Modèle de plainte pour coups et blessures

Bien que ces dernières années, le rôle des lésions non génitales et génitales ensemble dans la procédure de justice pénale dans les affaires d`agression sexuelle est devenu plus clair, le rôle de la lésion génitale seule est moins claire. Deux études anticipant l`examen rétrospectif des dossiers médicaux dans les années 1970 et 1980 n`ont révélé aucune corrélation entre les résultats judiciaires et la sévérité de toutes les blessures (génitales et non génitales) (Penttila & Karhumen, 1990; Tintinalli & hoelzer, 1985). Penttila et Karhumen (1990) ont cependant signalé que, dans les cas d`emprisonnement, il y avait beaucoup plus de victimes avec des blessures graves que dans d`autres catégories. Certains chercheurs ont signalé des différences dans la prévalence des blessures chez les enfants comparativement aux adultes, tandis que d`autres ont rapporté des différences de prévalence en fonction de la sévérité. Dans son étude de 190 femmes et principalement d`enfants de sexe féminin après agression sexuelle, Goodyear-Smith (1989) a constaté que 19,5% des enfants et 40% des adultes avaient un traumatisme génital (ecchymoses, inflammation, tendresse, abrasions ou lacérations), et 3,5% des enfants et 6% des les adultes avaient des lésions anales. Everett et Jimerson (1977) ont étudié les femmes et les enfants (N = 117) qui ont eu un examen de viol et ont constaté que 19% avaient des lacérations mineures et des abrasions dans la région génitale et 7% avaient des lacérations vaginales ou périnéales majeures. Les résultats de l`étude Sommers et al. (2006) sont intrigants et ouvrent de nouvelles avenues de recherche. Deux explications sont disponibles pour expliquer les constatations selon lesquelles les femmes blanches et noires ont une différence statistiquement significative dans la prévalence des blessures. Les différences dans la pigmentation de la peau peuvent altérer la capacité des examinateurs à observer des blessures indépendamment de la technique employée, bien que les individus blancs et noirs aient un continuum de couleur de peau qui n`est pas lié par la race et a une large variation. Les constatations de Sommers et coll.

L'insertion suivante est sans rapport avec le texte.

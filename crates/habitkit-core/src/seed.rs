//! Demo data seeding.
//!
//! Wipes habit data and loads sample habits whose instance histories carry
//! designed completion patterns (an active streak, a broken streak, an
//! alternating one). The last period of each pattern is the current one and
//! stays open.

use chrono::{Datelike, Duration, NaiveDate};

use crate::error::Result;
use crate::habit::{Habit, HabitInstance, Recurrence};
use crate::storage::HabitDb;

/// Start of the period containing `today` under `recurrence`.
fn current_period_start(recurrence: Recurrence, today: NaiveDate) -> NaiveDate {
    match recurrence {
        Recurrence::Daily => today,
        Recurrence::Weekly { weekday } => {
            let target = i64::from(weekday.unwrap_or(0));
            let current = i64::from(today.weekday().num_days_from_monday());
            today - Duration::days((current - target).rem_euclid(7))
        }
    }
}

/// Reset the database and load the sample habits.
///
/// Returns the created habits.
pub fn seed(db: &HabitDb, today: NaiveDate) -> Result<Vec<Habit>> {
    db.clear_all()?;

    let samples: [(&str, &str, Recurrence, [bool; 4]); 5] = [
        (
            "Brush Teeth",
            "Morning and night",
            Recurrence::Daily,
            [true, true, true, false],
        ),
        (
            "Meditate",
            "10 minutes daily",
            Recurrence::Daily,
            [true, true, false, false],
        ),
        (
            "Water Plants",
            "Every Monday",
            Recurrence::Weekly { weekday: Some(0) },
            [true, true, true, false],
        ),
        (
            "Grocery Shopping",
            "Weekend shopping",
            Recurrence::Weekly { weekday: Some(5) },
            [true, false, true, false],
        ),
        (
            "Review Goals",
            "Every Sunday",
            Recurrence::Weekly { weekday: Some(6) },
            [true, false, true, false],
        ),
    ];

    let mut habits = Vec::with_capacity(samples.len());
    for (name, description, recurrence, pattern) in samples {
        let habit = Habit::new(name, Some(description.to_string()), recurrence);
        db.insert_habit(&habit)?;

        // Three periods of history plus the open current period.
        let mut period = current_period_start(recurrence, today)
            - Duration::days(3 * recurrence.step_days());
        for completed in pattern {
            let mut instance = HabitInstance::new(&habit, period);
            if completed {
                let done_at = period.and_hms_opt(12, 0, 0).unwrap().and_utc();
                instance.mark_completed(done_at);
            }
            db.insert_instance(&instance)?;
            period = recurrence.next_period_start(period);
        }

        habits.push(habit);
    }

    Ok(habits)
}
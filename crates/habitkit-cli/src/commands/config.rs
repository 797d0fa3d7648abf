//! Configuration commands.

use clap::Subcommand;

use habitkit_core::storage::Config;

#[derive(Subcommand)]
pub enum ConfigAction {
    /// Print a single configuration value
    Get {
        /// Dotted key, e.g. tracker.default_period
        key: String,
    },
    /// Set a configuration value
    Set {
        /// Dotted key, e.g. ui.date_format
        key: String,
        value: String,
    },
    /// Print the whole configuration
    List,
}

pub fn run(action: ConfigAction) -> Result<(), Box<dyn std::error::Error>> {
    match action {
        ConfigAction::Get { key } => {
            let config = Config::load_or_default();
            let value = config
                .get(&key)
                .ok_or_else(|| format!("unknown config key '{key}'"))?;
            println!("{value}");
        }
        ConfigAction::Set { key, value } => {
            let mut config = Config::load_or_default();
            config.set(&key, &value)?;
            println!("Set {key} = {value}");
        }
        ConfigAction::List => {
            let config = Config::load_or_default();
            print!("{}", toml::to_string_pretty(&config)?);
        }
    }
    Ok(())
}
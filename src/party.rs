//! Companion roster. The party only stores ids; the world owns the NPCs.

use arrayvec::ArrayVec;
use tracing::{debug, info};

use crate::geometry::Point;
use crate::world::{NpcId, NpcStatus, RoomId, World};

pub const PARTY_CAPACITY: usize = 4;

/// Companions stay put while within this distance of the one ahead of them.
pub const FOLLOW_DISTANCE: f64 = 64.0;
/// Fraction of the remaining gap closed per tick.
pub const FOLLOW_RATE: f64 = 0.1;

#[derive(Debug, Default)]
pub struct Party {
    members: ArrayVec<NpcId, PARTY_CAPACITY>,
}

impl Party {
    pub fn members(&self) -> &[NpcId] {
        &self.members
    }

    pub fn len(&self) -> usize {
        self.members.len()
    }

    pub fn is_empty(&self) -> bool {
        self.members.is_empty()
    }

    pub fn is_full(&self) -> bool {
        self.members.is_full()
    }

    /// Adds a wild, friendly NPC. Anything else (full party, hostile, already
    /// joined or defeated) is a silent no-op that returns false.
    pub fn recruit(&mut self, world: &mut World, id: NpcId) -> bool {
        let npc = world.npc_mut(id);
        if npc.enemy || !npc.is_wild() {
            return false;
        }
        if self.members.try_push(id).is_err() {
            debug!(npc = %npc.name, "party full, recruit ignored");
            return false;
        }
        npc.status = NpcStatus::Joined;
        info!(npc = %npc.name, "companion joined");
        true
    }

    /// Removes the companion at `index`, keeping the order of the rest. The NPC
    /// becomes wild again and is left standing in `here`.
    pub fn dismiss(&mut self, world: &mut World, index: usize, here: RoomId) -> Option<NpcId> {
        if index >= self.members.len() {
            return None;
        }
        let id = self.members.remove(index);
        let npc = world.npc_mut(id);
        npc.status = NpcStatus::Wild;
        npc.room = here;
        info!(npc = %npc.name, "companion dismissed");
        Some(id)
    }

    /// Conga-line follow: each companion chases the one ahead of it.
    pub fn follow_update(&self, leader: Point, world: &mut World) {
        let mut leader = leader;
        for &id in &self.members {
            let npc = world.npc_mut(id);
            npc.pos = follow_step(npc.pos, leader);
            leader = npc.pos;
        }
    }
}

pub fn follow_step(pos: Point, leader: Point) -> Point {
    if pos.distance(leader) <= FOLLOW_DISTANCE {
        return pos;
    }
    let dx = f64::from(leader.x - pos.x) * FOLLOW_RATE;
    let dy = f64::from(leader.y - pos.y) * FOLLOW_RATE;
    pos.offset(dx.round() as i32, dy.round() as i32)
}

#[cfg(test)]
mod tests {
    use super::*;
    use crate::world::{BUNDLED_WORLD, load_world_from_str};

    fn world() -> World {
        load_world_from_str(BUNDLED_WORLD).unwrap()
    }

    fn npc(world: &World, key: &str) -> NpcId {
        world.npc_by_key(key).unwrap()
    }

    #[test]
    fn recruit_then_dismiss_round_trips() {
        let mut world = world();
        let mut party = Party::default();
        let familiar = npc(&world, "familiar");
        let pod = world.start_room;

        assert!(party.recruit(&mut world, familiar));
        assert_eq!(party.len(), 1);
        assert!(world.npc(familiar).joined());

        assert_eq!(party.dismiss(&mut world, 0, pod), Some(familiar));
        assert!(party.is_empty());
        assert!(!world.npc(familiar).joined());

        assert!(party.recruit(&mut world, familiar));
    }

    #[test]
    fn hostiles_and_members_are_not_recruited_twice() {
        let mut world = world();
        let mut party = Party::default();
        let imp = npc(&world, "imp_1");
        let warrior = npc(&world, "warrior");

        assert!(!party.recruit(&mut world, imp));
        assert!(party.recruit(&mut world, warrior));
        assert!(!party.recruit(&mut world, warrior));
        assert_eq!(party.len(), 1);
    }

    #[test]
    fn full_party_is_a_no_op() {
        let mut world = world();
        let mut party = Party::default();
        for key in ["familiar", "warrior", "cleric"] {
            let id = npc(&world, key);
            assert!(party.recruit(&mut world, id));
        }
        // A fourth friendly: turn a hostile into one for the test.
        let acolyte = npc(&world, "acolyte");
        world.npc_mut(acolyte).enemy = false;
        assert!(party.recruit(&mut world, acolyte));
        assert!(party.is_full());

        let imp = npc(&world, "imp_2");
        world.npc_mut(imp).enemy = false;
        assert!(!party.recruit(&mut world, imp));
        assert!(world.npc(imp).is_wild());
    }

    #[test]
    fn dismiss_keeps_order() {
        let mut world = world();
        let mut party = Party::default();
        let ids: Vec<NpcId> = ["familiar", "warrior", "cleric"]
            .iter()
            .map(|k| npc(&world, k))
            .collect();
        for &id in &ids {
            party.recruit(&mut world, id);
        }
        let pod = world.start_room;
        party.dismiss(&mut world, 1, pod);
        assert_eq!(party.members(), &[ids[0], ids[2]]);
        assert_eq!(party.dismiss(&mut world, 5, pod), None);
    }

    #[test]
    fn follower_waits_inside_the_threshold() {
        let leader = Point::new(100, 100);
        assert_eq!(follow_step(Point::new(140, 100), leader), Point::new(140, 100));
        assert_eq!(follow_step(Point::new(200, 100), leader), Point::new(190, 100));
    }

    #[test]
    fn companions_form_a_chain() {
        let mut world = world();
        let mut party = Party::default();
        let a = npc(&world, "familiar");
        let b = npc(&world, "warrior");
        party.recruit(&mut world, a);
        party.recruit(&mut world, b);
        world.npc_mut(a).pos = Point::new(0, 300);
        world.npc_mut(b).pos = Point::new(0, 400);

        party.follow_update(Point::new(0, 100), &mut world);
        assert_eq!(world.npc(a).pos, Point::new(0, 280));
        // b chases a's new position: 400 - 0.1 * 120
        assert_eq!(world.npc(b).pos, Point::new(0, 388));
    }
}
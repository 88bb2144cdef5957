/// A point in screen units. Characters are anchored at their feet.
#[derive(Debug, Clone, Copy, PartialEq, Eq, Default)]
pub struct Point {
    pub x: i32,
    pub y: i32,
}

impl Point {
    pub const fn new(x: i32, y: i32) -> Self {
        Point { x, y }
    }

    pub fn distance(self, other: Point) -> f64 {
        let dx = f64::from(other.x - self.x);
        let dy = f64::from(other.y - self.y);
        (dx * dx + dy * dy).sqrt()
    }

    pub fn offset(self, dx: i32, dy: i32) -> Point {
        Point::new(self.x + dx, self.y + dy)
    }
}

#[derive(Debug, Clone, Copy, PartialEq, Eq)]
pub struct Rect {
    pub x: i32,
    pub y: i32,
    pub w: i32,
    pub h: i32,
}

impl Rect {
    pub const fn new(x: i32, y: i32, w: i32, h: i32) -> Self {
        Rect { x, y, w, h }
    }

    /// The 16x48 box standing on `feet`. Used both as the player's interaction
    /// hitbox and as an NPC's interaction rectangle.
    pub fn hitbox(feet: Point) -> Rect {
        Rect::new(feet.x - 8, feet.y - 48, 16, 48)
    }

    /// Edges that merely touch do not overlap.
    pub fn overlaps(&self, other: &Rect) -> bool {
        !(self.x + self.w <= other.x
            || other.x + other.w <= self.x
            || self.y + self.h <= other.y
            || other.y + other.h <= self.y)
    }

    pub fn center(&self) -> Point {
        Point::new(self.x + self.w / 2, self.y + self.h / 2)
    }

    pub fn right(&self) -> i32 {
        self.x + self.w
    }

    pub fn bottom(&self) -> i32 {
        self.y + self.h
    }
}
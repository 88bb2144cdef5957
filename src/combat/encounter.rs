use rand::Rng;
use tracing::{debug, info};

use super::battle::{Actor, Battle, BattleStatus, Combatant, Effect};
use super::{MAX_COMPANIONS_IN_BATTLE, MAX_ENEMIES};
use crate::error::GameResult;
use crate::player::Player;
use crate::render::frame::Color;
use crate::render::render_battle;
use crate::ui::{FloatingNumber, Frontend, Menu, choose, say};
use crate::world::{NpcId, NpcStatus, RoomId, World};

/// Fights every wild hostile NPC in `room` as one group. On victory they are
/// marked defeated; the caller ends the session on defeat.
pub fn engage<R: Rng>(
    world: &mut World,
    player: &Player,
    room: RoomId,
    ui: &mut dyn Frontend,
    rng: &mut R,
) -> GameResult<bool> {
    let foes: Vec<NpcId> = world
        .npcs_in(room)
        .filter(|(_, n)| n.enemy && n.is_wild())
        .map(|(id, _)| id)
        .take(MAX_ENEMIES)
        .collect();
    if foes.is_empty() {
        return Ok(false);
    }

    let mut battle = line_up(world, player, &foes);
    info!(
        allies = battle.ally_count(),
        enemies = foes.len(),
        "encounter started"
    );
    let status = run(&mut battle, ui, rng)?;
    let won = status == BattleStatus::Victory;
    if won {
        for id in foes {
            world.npc_mut(id).status = NpcStatus::Defeated;
        }
    }
    info!(won, "encounter finished");
    Ok(won)
}

/// The player plus the first few companions against the given foes.
pub fn line_up(world: &World, player: &Player, foes: &[NpcId]) -> Battle {
    let mut allies = vec![Combatant::new(
        player.name.clone(),
        Actor::Player,
        player.class,
        player.persona(),
        player.attributes,
    )];
    allies.extend(
        player
            .party
            .members()
            .iter()
            .take(MAX_COMPANIONS_IN_BATTLE)
            .map(|&id| npc_combatant(world, id)),
    );
    let enemies = foes.iter().map(|&id| npc_combatant(world, id)).collect();
    Battle::new(allies, enemies)
}

fn npc_combatant(world: &World, id: NpcId) -> Combatant {
    let npc = world.npc(id);
    Combatant::new(
        npc.name.clone(),
        Actor::Npc(id),
        npc.class,
        npc.persona,
        npc.attributes(),
    )
}

/// Rounds until one side is done. Quit propagates out mid-round.
pub fn run<R: Rng>(
    battle: &mut Battle,
    ui: &mut dyn Frontend,
    rng: &mut R,
) -> GameResult<BattleStatus> {
    let mut round = 0u32;
    'rounds: while battle.status() == BattleStatus::Ongoing {
        round += 1;
        debug!(round, "round start");
        for idx in battle.initiative(rng) {
            if !battle.combatant(idx).is_alive() {
                continue;
            }
            ui.present(&render_battle(battle))?;
            let effect = if battle.combatant(idx).is_player() {
                player_turn(battle, idx, ui)?
            } else {
                npc_turn(battle, idx, ui)?
            };
            if let Some(effect) = effect {
                show_effect(battle, effect, ui)?;
            }
            if battle.status() != BattleStatus::Ongoing {
                break 'rounds;
            }
        }
    }

    ui.present(&render_battle(battle))?;
    let status = battle.status();
    match status {
        BattleStatus::Victory => say(ui, "You are victorious!")?,
        _ => say(ui, "You were defeated...")?,
    }
    Ok(status)
}

fn player_turn(
    battle: &mut Battle,
    idx: usize,
    ui: &mut dyn Frontend,
) -> GameResult<Option<Effect>> {
    let me = battle.combatant(idx);
    let abilities = me.abilities();
    let names = abilities.iter().map(|a| a.name.to_string()).collect();
    let pick = choose(ui, &Menu::new("Choose an ability:", names))?;
    let ability = abilities[pick];

    let targets = battle.targets(idx, &ability);
    let target = match targets.as_slice() {
        [] => return Ok(None),
        [only] => *only,
        many => {
            let names = many
                .iter()
                .map(|&t| battle.combatant(t).name.clone())
                .collect();
            many[choose(ui, &Menu::new("Choose a target:", names))?]
        }
    };

    say(
        ui,
        format!("{} uses {}!", battle.combatant(idx).name, ability.name),
    )?;
    Ok(Some(battle.apply(idx, &ability, target)))
}

fn npc_turn(battle: &mut Battle, idx: usize, ui: &mut dyn Frontend) -> GameResult<Option<Effect>> {
    let Some((ability, target)) = battle.npc_choice(idx) else {
        return Ok(None);
    };
    say(ui, format!("{} attacks!", battle.combatant(idx).name))?;
    Ok(Some(battle.apply(idx, &ability, target)))
}

fn show_effect(battle: &Battle, effect: Effect, ui: &mut dyn Frontend) -> GameResult<()> {
    let target = battle.combatant(effect.target);
    ui.floating_number(&FloatingNumber {
        value: effect.delta,
        at: target.pos,
        color: if effect.delta < 0 {
            Color::RED
        } else {
            Color::GREEN
        },
        caption: target.name.clone(),
    })
}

suggèrent que les individus présentant une peau plus foncée peuvent être désavantagés pour l`identification des blessures avec les stratégies d`examen actuelles (visualisation directe, média de contraste, colposcopie). D`autre part, le travail d`étude des femmes après les livraisons vaginales indique que les femmes atteintes de peau foncée peuvent avoir un facteur protecteur contre les blessures qui ne sont pas présentes dans la peau plus légère, bien que le biais ait confondu les résultats de ces investigations (Howard et coll., 2000; Robinson et coll., 1999). Bien que la couleur de la peau soit une question socialement chargée, il est essentiel que de nouvelles explorations se produisent dans le continuum des pigments cutanés pour s`assurer que ceux qui ont une couleur de peau plus foncée ne soient pas désavantagés au cours de l`examen médico-légal. Avec des stratégies de mesure avancées qui reflètent une définition multidimensionnelle du modèle de blessure, les pratiques en matière de soins de santé et de justice pénale auront une base scientifique plus solide pour la prise de décisions, et les techniques les plus rigoureuses peuvent être employées pour toutes les victimes d`agressions sexuelles. Les témoins blessés (n = 8) dans l`étude abattage et coll. (1997) ont subi un traumatisme limité à un seul site par rapport à leurs homologues non consensuels. Quatre participants ont connu l`ecchymose et 4 une seule déchirure ou abrasion. Cinq des blessures étaient sur le fourchette postérieur et trois sur l`hymen. Cependant, plusieurs questions méthodologiques existaient avec cette enquête. Le groupe consensuel a été examiné dans les 24 premières heures suivant les rapports sexuels, alors que le groupe non consensuel a été vu de 0 à plus de 72 heures après l`agression sexuelle. Sur les 227 participants ayant une pénétration du pénis dans le groupe non consensuel, 69 ont été observés 72 heures ou plus après le viol, ce qui a peut-être entraîné une prévalence de blessures sous-déclarées en raison de la guérison des blessures. La nature de la population témoin soulève également de sérieuses questions au sujet des résultats de l`étude.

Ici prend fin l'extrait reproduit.